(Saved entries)
• • • • •
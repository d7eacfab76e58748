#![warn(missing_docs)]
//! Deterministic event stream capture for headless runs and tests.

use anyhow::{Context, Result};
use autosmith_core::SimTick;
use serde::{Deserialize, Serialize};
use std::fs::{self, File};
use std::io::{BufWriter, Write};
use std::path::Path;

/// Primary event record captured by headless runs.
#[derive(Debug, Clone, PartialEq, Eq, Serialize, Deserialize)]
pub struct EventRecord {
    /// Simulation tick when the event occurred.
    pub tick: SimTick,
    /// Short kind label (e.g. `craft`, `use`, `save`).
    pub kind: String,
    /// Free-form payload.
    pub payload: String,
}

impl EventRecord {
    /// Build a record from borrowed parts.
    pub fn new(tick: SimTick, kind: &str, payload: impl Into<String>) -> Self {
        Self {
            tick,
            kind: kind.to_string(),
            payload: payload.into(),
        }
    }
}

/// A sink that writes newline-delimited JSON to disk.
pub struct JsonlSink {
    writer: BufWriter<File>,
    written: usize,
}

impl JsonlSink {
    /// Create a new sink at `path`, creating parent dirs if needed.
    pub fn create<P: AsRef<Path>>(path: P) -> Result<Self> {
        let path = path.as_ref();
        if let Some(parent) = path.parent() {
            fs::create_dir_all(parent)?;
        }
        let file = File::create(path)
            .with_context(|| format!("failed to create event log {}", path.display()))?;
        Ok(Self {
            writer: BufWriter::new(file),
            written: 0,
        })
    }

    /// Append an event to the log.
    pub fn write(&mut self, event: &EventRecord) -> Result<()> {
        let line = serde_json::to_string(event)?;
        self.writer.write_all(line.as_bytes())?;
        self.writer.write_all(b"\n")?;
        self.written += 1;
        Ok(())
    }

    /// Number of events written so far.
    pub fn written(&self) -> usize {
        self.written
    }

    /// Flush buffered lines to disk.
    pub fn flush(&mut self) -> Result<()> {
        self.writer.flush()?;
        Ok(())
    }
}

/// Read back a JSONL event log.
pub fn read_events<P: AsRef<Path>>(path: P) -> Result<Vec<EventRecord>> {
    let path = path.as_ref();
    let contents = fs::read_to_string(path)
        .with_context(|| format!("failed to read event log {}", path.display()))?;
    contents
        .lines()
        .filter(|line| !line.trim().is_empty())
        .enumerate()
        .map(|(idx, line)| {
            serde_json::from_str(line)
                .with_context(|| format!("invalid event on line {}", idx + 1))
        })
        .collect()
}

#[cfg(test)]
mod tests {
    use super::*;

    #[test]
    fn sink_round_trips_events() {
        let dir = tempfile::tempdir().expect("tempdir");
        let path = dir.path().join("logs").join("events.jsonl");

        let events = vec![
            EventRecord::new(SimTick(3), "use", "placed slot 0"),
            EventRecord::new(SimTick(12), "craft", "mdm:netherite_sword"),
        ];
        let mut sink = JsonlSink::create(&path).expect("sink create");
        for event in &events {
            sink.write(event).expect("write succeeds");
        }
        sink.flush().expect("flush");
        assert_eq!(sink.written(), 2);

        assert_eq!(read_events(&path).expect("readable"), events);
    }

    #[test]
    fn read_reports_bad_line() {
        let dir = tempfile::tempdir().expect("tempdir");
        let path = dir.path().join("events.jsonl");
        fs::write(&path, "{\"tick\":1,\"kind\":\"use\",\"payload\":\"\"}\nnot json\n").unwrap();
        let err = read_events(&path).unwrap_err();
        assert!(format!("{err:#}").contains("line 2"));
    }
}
• • • • •
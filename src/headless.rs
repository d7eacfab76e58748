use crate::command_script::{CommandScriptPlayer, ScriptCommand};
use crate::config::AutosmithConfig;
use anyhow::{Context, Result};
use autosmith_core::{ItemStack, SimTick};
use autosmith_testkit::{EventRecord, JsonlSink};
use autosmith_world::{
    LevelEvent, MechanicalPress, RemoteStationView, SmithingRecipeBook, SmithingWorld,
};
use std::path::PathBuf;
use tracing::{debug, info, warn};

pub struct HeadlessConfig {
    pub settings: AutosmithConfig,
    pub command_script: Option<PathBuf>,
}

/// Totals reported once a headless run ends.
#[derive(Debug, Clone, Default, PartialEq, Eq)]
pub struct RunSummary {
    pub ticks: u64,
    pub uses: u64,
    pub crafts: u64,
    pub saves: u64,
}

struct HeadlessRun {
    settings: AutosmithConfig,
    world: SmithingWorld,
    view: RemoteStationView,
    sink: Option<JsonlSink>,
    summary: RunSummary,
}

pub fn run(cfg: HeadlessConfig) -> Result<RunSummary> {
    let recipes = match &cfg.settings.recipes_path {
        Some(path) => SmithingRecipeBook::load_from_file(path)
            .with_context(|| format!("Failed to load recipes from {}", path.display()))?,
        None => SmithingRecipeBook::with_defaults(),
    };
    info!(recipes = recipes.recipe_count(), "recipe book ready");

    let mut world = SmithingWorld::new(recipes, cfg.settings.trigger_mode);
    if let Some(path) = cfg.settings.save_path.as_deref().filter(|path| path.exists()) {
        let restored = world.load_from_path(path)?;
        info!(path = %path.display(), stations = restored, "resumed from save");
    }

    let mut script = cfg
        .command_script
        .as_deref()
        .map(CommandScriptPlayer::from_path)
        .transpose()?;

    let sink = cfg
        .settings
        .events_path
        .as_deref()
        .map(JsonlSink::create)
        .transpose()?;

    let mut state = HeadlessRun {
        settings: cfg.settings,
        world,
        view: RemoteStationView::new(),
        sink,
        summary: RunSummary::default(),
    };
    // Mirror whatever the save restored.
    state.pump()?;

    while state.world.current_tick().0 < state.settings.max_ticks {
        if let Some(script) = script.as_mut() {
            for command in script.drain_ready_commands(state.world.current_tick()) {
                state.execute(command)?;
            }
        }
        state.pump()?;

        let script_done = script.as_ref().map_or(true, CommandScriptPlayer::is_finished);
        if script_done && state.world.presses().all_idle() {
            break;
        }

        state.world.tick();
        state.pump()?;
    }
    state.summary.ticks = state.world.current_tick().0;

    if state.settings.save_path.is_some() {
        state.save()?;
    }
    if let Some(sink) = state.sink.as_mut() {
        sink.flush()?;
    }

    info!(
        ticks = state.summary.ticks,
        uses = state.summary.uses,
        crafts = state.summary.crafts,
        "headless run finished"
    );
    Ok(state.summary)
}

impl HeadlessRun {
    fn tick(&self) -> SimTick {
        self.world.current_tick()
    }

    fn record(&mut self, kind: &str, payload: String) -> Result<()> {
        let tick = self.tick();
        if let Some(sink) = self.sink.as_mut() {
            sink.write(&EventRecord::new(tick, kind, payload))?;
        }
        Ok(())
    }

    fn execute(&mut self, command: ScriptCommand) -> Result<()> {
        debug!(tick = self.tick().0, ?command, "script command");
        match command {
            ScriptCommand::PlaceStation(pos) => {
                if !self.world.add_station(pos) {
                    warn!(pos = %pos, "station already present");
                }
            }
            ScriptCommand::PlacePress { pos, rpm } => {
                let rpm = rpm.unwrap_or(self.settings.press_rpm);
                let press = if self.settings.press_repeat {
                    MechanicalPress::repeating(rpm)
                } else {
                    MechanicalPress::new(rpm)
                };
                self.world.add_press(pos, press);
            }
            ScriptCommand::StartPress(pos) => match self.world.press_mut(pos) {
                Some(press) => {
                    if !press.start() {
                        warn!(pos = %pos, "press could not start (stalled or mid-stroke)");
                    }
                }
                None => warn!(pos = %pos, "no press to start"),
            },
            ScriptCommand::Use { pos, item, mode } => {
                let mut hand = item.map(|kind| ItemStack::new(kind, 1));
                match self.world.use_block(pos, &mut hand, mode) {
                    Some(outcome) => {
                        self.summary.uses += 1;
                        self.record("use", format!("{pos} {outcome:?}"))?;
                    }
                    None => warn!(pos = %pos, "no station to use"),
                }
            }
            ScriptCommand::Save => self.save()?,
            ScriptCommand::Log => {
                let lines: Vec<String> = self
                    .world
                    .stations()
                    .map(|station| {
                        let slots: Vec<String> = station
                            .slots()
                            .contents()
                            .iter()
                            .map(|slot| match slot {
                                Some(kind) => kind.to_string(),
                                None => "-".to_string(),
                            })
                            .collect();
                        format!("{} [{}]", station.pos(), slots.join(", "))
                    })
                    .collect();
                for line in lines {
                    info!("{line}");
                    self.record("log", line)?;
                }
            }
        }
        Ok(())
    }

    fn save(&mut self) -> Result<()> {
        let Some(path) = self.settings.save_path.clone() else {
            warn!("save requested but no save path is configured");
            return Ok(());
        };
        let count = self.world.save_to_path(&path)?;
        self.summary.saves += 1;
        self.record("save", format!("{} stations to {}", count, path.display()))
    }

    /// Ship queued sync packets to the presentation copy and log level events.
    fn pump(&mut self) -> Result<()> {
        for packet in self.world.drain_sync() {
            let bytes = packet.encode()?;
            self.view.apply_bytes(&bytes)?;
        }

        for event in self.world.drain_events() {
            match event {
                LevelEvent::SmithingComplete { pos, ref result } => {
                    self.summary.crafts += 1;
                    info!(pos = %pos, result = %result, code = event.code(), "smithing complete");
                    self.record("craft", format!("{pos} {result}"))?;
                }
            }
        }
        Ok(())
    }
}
• • • • •
Set down only the lines above that fall between the line holding "headless run ends." and the line holding "let restored = world.load_from_path(path)?;", inclusive, keeping each exact.

/// Totals reported once a headless run ends.
#[derive(Debug, Clone, Default, PartialEq, Eq)]
pub struct RunSummary {
    pub ticks: u64,
    pub uses: u64,
    pub crafts: u64,
    pub saves: u64,
}

struct HeadlessRun {
    settings: AutosmithConfig,
    world: SmithingWorld,
    view: RemoteStationView,
    sink: Option<JsonlSink>,
    summary: RunSummary,
}

pub fn run(cfg: HeadlessConfig) -> Result<RunSummary> {
    let recipes = match &cfg.settings.recipes_path {
        Some(path) => SmithingRecipeBook::load_from_file(path)
            .with_context(|| format!("Failed to load recipes from {}", path.display()))?,
        None => SmithingRecipeBook::with_defaults(),
    };
    info!(recipes = recipes.recipe_count(), "recipe book ready");

    let mut world = SmithingWorld::new(recipes, cfg.settings.trigger_mode);
    if let Some(path) = cfg.settings.save_path.as_deref().filter(|path| path.exists()) {
        let restored = world.load_from_path(path)?;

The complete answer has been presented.